Task objective
From the material below, tally every line containing "impl"; reply with the total only.

Data to use

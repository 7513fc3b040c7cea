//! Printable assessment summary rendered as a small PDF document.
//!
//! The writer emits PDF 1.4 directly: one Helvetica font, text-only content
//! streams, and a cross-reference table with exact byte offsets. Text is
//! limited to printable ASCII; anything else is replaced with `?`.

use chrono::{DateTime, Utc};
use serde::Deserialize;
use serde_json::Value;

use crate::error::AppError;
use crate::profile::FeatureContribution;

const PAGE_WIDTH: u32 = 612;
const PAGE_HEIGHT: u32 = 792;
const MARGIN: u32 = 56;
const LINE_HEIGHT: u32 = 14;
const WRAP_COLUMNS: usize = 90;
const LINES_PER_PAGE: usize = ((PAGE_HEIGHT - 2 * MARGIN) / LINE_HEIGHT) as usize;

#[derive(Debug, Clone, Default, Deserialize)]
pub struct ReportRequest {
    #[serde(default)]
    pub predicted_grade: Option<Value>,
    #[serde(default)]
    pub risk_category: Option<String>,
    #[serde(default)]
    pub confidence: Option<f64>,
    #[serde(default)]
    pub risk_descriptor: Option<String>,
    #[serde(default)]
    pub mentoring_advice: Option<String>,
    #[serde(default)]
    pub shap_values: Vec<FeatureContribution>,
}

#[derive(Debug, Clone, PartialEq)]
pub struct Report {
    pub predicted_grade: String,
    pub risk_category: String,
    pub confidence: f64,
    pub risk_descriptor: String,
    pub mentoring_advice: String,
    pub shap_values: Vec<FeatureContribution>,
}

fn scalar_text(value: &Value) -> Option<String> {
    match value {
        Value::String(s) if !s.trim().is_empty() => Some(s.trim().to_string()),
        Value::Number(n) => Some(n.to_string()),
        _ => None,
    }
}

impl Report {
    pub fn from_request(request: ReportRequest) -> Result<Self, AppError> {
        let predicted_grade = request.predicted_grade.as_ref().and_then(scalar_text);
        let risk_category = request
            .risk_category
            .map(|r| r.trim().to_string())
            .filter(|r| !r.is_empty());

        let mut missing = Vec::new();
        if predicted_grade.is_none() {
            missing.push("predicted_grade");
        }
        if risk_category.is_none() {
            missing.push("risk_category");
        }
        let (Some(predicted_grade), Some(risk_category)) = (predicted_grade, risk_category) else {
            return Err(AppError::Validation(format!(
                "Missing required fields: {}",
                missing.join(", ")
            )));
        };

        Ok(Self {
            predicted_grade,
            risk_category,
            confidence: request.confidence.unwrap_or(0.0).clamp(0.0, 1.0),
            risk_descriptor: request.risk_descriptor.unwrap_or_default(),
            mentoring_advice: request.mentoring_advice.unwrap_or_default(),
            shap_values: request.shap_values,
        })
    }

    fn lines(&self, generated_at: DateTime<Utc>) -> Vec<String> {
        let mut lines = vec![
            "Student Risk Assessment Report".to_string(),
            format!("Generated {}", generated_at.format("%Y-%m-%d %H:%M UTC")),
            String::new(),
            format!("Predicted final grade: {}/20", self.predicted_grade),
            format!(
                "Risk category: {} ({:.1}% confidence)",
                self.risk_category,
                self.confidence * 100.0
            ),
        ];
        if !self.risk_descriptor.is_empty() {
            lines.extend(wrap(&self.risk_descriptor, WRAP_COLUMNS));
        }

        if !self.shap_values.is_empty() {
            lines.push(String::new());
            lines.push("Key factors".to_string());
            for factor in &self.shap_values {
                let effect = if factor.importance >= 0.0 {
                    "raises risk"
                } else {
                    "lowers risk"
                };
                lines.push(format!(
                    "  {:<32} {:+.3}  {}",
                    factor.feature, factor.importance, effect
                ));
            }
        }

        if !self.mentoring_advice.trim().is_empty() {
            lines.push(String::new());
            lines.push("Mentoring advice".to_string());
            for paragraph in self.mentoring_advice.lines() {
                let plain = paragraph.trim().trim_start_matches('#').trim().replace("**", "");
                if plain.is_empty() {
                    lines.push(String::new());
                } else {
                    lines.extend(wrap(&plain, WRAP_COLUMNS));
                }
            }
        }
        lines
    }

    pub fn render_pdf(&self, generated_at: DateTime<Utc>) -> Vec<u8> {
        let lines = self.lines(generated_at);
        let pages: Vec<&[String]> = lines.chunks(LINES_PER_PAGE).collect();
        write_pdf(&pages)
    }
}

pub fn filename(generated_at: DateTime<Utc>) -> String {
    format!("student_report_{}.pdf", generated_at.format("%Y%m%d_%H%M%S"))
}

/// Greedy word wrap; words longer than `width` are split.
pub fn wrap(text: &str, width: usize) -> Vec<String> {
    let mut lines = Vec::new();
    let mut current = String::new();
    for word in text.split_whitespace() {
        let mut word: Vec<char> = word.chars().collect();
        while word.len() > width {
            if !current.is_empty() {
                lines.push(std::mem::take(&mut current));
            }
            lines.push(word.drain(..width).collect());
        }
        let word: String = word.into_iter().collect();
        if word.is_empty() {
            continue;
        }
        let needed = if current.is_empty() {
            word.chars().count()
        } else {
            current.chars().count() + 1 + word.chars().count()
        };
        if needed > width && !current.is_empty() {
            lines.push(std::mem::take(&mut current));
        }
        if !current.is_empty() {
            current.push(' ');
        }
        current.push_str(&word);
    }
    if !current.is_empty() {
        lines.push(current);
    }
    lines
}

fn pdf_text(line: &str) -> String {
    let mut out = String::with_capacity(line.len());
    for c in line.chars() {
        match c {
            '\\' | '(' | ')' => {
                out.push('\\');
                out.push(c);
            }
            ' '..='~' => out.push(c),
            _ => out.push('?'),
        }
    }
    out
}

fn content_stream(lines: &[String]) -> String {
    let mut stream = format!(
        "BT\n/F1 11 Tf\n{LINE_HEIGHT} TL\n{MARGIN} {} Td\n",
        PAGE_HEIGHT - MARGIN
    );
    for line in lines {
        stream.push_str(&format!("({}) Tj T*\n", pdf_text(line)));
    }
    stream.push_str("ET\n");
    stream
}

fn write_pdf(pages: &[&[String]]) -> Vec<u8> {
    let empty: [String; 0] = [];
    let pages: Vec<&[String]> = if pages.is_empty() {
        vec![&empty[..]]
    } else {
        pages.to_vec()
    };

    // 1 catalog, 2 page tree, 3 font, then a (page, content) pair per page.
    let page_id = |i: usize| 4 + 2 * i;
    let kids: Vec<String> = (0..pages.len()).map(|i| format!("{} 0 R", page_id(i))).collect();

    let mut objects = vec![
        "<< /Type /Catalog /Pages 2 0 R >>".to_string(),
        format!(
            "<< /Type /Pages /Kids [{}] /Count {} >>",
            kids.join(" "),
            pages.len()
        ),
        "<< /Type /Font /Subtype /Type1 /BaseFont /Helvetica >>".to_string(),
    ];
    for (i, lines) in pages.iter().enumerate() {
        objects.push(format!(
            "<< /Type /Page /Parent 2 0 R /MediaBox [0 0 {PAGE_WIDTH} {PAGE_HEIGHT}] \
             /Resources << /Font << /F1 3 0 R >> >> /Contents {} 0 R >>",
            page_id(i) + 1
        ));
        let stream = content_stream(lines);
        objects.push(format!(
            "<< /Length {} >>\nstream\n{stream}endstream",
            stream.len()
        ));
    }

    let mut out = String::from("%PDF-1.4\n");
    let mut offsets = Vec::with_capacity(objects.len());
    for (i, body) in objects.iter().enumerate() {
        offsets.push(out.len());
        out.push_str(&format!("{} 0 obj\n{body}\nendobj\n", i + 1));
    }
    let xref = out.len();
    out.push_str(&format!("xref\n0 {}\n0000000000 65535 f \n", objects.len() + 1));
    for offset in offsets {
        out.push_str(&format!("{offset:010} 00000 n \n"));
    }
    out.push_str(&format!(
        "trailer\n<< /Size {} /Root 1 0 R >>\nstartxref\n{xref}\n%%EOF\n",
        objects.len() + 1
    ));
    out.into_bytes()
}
---
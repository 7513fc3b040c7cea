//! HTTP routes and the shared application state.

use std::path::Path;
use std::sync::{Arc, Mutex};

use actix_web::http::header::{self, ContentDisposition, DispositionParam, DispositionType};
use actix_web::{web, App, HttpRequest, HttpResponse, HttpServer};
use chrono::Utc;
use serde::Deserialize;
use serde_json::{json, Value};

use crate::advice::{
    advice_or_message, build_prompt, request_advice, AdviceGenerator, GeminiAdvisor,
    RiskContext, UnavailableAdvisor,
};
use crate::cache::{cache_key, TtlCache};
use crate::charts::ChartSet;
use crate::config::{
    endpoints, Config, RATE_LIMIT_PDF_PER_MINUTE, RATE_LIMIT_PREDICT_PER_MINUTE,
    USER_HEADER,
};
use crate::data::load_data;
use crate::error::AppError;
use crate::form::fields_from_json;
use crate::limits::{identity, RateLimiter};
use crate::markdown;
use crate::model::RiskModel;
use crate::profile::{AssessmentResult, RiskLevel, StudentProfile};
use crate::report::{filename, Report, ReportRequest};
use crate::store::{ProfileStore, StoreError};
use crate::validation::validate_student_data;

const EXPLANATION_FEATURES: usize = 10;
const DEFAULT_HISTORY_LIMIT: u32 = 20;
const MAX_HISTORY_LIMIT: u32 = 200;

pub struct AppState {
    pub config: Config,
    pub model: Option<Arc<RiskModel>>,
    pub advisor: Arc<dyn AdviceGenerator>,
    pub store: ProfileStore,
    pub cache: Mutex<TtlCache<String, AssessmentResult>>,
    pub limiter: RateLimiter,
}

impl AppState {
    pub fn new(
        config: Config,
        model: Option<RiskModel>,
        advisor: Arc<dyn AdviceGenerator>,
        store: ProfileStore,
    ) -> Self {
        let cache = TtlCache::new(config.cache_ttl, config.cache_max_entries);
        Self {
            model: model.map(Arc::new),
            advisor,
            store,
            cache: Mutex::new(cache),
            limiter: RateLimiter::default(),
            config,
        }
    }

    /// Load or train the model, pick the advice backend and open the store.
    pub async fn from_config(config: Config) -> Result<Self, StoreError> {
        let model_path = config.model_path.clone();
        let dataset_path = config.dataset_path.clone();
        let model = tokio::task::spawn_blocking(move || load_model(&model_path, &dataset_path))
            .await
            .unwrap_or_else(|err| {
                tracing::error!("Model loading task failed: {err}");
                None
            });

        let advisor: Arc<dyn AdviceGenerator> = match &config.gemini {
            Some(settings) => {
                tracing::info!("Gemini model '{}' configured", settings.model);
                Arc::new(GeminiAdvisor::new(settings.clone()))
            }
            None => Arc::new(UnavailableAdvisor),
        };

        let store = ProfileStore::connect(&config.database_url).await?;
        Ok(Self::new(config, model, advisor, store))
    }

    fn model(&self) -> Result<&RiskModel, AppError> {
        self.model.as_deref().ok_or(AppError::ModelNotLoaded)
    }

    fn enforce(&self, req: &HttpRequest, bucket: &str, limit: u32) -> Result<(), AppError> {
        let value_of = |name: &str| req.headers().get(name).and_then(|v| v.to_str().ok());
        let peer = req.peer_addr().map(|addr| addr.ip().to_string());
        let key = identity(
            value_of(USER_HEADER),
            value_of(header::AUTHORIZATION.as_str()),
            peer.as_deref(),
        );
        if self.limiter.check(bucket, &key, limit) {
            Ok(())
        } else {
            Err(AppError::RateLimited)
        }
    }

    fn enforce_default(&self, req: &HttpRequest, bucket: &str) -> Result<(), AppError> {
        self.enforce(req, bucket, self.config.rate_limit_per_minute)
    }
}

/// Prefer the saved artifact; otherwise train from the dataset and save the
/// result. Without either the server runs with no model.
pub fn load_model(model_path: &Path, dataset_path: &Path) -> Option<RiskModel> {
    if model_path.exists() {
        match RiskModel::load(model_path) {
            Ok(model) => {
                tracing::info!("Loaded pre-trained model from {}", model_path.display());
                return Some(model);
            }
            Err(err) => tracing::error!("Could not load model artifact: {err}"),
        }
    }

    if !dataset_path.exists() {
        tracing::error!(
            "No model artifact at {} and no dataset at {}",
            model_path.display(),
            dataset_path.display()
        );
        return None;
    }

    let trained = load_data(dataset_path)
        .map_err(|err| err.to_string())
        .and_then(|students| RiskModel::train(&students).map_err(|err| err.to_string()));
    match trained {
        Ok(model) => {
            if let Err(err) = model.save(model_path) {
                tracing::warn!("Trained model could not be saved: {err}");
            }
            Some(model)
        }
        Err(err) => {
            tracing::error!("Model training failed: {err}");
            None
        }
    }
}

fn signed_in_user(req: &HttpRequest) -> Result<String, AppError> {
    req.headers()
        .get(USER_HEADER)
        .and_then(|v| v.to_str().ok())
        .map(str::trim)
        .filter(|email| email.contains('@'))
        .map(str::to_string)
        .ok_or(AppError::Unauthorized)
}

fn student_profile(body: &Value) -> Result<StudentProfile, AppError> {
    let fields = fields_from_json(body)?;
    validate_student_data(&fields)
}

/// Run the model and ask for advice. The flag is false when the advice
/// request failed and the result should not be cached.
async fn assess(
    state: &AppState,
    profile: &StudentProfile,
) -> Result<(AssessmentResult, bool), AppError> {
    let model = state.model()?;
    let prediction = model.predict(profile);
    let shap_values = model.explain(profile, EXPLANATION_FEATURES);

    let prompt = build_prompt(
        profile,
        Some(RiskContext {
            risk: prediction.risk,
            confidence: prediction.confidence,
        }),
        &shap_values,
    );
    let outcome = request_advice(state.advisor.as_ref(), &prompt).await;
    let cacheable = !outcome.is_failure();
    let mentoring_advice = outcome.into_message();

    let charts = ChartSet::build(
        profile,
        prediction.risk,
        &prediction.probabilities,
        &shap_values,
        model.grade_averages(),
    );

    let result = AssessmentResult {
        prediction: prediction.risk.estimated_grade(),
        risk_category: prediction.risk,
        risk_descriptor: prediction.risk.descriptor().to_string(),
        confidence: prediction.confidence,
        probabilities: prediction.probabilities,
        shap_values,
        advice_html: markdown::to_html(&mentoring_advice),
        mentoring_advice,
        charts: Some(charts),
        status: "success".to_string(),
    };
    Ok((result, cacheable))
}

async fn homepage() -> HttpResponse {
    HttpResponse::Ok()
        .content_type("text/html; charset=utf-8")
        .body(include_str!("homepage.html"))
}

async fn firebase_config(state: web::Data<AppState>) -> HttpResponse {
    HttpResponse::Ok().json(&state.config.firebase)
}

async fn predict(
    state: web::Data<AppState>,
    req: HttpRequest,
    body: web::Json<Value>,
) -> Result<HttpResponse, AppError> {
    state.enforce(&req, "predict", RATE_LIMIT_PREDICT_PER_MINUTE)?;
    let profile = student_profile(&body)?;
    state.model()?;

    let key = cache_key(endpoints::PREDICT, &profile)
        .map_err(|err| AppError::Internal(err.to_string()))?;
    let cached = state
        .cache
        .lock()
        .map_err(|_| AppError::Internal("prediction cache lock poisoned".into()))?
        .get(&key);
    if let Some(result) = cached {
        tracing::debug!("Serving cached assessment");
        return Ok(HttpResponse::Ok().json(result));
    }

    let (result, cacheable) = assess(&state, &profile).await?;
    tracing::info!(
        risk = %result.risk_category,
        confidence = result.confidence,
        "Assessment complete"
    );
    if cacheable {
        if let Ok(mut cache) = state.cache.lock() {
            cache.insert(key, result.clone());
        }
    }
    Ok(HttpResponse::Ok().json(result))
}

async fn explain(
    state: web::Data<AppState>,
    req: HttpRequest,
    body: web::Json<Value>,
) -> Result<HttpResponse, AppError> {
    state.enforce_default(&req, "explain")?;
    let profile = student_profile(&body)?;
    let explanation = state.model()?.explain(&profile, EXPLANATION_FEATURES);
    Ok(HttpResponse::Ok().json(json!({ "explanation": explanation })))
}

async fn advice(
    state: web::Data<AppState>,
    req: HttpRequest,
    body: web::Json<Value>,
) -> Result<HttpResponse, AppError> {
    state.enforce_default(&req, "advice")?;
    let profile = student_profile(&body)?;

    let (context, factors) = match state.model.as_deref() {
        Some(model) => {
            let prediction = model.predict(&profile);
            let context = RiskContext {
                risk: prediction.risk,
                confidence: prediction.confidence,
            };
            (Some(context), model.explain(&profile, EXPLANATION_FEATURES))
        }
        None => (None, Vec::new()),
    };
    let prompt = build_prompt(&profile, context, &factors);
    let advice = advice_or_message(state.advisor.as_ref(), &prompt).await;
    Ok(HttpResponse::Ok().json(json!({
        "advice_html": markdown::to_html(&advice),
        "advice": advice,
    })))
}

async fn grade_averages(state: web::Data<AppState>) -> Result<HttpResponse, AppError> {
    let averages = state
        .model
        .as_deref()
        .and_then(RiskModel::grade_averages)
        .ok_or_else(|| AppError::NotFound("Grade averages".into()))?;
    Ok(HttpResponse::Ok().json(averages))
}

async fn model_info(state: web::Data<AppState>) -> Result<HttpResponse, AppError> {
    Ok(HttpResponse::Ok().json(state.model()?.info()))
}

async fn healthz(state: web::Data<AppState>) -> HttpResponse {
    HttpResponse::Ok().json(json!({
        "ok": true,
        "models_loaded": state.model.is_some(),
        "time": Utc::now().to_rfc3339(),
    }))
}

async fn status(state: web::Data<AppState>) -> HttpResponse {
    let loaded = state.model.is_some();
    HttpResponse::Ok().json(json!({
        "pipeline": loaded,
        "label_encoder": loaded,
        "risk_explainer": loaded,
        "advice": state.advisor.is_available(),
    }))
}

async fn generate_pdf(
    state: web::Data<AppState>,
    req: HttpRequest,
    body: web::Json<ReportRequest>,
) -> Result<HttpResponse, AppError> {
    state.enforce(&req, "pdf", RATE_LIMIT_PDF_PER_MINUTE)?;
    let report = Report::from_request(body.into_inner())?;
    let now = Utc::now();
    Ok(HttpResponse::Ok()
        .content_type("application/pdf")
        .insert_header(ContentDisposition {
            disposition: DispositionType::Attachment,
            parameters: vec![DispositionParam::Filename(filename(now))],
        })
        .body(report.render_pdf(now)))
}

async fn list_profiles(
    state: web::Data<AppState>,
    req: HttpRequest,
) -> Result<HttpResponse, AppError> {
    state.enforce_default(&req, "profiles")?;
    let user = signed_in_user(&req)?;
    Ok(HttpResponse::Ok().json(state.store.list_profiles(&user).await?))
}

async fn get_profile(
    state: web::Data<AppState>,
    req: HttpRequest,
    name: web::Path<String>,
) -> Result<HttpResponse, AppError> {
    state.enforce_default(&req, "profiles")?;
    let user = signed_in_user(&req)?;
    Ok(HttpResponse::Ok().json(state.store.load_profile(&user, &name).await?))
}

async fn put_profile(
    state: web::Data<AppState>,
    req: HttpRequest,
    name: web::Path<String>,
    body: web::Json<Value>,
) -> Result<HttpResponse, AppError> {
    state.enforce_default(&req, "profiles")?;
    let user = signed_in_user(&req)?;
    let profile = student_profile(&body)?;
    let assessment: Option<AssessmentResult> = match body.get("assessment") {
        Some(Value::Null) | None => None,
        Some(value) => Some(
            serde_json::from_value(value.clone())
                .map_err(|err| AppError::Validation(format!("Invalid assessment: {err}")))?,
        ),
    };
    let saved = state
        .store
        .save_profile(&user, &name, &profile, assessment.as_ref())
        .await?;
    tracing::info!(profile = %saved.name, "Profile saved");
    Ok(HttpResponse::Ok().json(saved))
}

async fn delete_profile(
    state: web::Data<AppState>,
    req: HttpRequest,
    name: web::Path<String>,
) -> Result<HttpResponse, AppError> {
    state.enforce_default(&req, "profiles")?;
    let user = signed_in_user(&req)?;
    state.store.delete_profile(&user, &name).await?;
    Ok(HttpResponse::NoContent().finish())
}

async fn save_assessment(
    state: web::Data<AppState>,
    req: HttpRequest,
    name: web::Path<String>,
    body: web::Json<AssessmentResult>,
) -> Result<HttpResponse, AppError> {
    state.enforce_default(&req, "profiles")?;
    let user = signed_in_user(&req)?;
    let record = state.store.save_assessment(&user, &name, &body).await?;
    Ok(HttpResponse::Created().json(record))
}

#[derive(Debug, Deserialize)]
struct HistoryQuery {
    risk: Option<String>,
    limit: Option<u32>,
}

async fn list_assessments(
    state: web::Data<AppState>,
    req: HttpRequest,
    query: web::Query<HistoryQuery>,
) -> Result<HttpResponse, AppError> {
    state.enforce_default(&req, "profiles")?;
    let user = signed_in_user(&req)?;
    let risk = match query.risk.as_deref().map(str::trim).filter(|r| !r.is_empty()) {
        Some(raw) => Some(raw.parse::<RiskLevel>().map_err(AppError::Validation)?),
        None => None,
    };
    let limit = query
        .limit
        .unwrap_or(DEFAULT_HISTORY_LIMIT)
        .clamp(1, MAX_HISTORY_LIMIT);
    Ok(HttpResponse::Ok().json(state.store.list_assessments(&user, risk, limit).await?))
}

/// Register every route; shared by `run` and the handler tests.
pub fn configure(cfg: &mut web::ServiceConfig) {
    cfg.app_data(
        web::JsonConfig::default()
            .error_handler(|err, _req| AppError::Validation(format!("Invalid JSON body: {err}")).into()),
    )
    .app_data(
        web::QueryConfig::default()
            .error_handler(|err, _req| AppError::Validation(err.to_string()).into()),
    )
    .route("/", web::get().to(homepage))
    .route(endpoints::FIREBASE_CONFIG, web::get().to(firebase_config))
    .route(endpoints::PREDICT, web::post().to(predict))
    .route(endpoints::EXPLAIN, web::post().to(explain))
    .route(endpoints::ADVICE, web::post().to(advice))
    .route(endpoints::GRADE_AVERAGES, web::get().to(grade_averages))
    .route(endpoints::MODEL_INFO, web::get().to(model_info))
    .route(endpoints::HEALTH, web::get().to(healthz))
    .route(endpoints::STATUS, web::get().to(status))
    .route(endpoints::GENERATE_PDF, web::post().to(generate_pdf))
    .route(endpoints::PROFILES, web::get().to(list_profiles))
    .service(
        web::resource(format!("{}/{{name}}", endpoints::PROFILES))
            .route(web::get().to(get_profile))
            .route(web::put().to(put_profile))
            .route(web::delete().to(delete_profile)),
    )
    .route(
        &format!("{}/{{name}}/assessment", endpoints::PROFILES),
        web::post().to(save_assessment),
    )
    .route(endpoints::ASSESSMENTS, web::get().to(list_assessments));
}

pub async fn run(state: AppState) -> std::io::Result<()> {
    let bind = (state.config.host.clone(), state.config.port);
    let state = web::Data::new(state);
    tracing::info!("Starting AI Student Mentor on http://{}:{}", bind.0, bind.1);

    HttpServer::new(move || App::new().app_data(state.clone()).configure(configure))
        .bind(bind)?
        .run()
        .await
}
* * *
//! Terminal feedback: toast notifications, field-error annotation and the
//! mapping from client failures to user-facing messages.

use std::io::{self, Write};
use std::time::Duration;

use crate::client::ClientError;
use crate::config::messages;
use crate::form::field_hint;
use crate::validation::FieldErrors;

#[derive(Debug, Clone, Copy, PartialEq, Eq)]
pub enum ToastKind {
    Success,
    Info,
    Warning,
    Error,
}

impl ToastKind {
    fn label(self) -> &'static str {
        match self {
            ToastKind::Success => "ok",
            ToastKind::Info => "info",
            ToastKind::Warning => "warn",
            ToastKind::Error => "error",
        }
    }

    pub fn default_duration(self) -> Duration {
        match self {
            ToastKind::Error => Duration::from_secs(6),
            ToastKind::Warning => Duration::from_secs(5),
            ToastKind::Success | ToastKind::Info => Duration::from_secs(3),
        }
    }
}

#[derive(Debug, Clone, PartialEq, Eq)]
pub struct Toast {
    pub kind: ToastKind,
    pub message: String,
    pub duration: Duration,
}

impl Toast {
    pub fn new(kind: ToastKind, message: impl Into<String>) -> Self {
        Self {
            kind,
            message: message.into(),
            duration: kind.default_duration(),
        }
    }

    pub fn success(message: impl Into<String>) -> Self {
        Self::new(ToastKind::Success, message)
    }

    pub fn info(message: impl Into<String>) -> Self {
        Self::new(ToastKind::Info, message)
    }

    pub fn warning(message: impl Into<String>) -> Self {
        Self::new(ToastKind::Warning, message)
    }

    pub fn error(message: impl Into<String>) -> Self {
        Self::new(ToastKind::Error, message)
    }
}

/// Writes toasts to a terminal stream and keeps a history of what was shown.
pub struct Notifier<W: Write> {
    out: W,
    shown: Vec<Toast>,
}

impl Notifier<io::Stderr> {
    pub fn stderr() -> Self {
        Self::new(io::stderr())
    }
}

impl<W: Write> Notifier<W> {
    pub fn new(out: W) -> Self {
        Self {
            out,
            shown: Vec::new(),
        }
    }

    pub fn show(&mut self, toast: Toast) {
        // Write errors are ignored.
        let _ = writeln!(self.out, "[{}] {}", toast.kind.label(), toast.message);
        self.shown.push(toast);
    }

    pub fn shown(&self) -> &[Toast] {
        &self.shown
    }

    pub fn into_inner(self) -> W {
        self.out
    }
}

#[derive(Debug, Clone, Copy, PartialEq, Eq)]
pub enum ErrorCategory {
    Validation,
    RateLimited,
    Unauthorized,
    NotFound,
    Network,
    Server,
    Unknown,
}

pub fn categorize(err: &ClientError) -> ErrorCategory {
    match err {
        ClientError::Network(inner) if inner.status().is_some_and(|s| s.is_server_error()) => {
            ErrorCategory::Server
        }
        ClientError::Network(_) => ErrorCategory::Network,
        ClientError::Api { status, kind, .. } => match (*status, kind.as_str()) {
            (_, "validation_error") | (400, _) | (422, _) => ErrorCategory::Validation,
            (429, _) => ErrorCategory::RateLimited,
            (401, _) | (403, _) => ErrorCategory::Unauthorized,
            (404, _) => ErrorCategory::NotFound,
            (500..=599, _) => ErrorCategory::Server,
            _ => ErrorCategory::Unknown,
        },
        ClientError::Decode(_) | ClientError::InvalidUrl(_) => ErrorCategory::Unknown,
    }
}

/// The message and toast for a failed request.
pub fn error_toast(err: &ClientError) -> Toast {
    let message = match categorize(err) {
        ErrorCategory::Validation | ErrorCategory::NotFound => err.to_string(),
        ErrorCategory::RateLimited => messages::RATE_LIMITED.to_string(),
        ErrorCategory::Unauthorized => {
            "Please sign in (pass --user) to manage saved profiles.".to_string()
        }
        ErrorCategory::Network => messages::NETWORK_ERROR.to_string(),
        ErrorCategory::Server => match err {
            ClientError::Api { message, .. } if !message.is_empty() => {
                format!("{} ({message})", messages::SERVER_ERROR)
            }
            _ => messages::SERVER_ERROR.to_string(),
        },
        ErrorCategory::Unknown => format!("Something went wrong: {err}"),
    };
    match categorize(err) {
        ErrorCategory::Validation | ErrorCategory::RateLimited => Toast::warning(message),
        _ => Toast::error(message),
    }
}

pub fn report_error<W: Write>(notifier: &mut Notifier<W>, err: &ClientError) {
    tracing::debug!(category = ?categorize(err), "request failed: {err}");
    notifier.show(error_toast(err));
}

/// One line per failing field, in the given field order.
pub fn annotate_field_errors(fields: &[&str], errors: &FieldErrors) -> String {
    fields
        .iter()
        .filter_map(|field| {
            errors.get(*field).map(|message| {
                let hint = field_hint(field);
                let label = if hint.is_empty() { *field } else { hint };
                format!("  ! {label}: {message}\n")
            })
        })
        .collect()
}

Answer section
11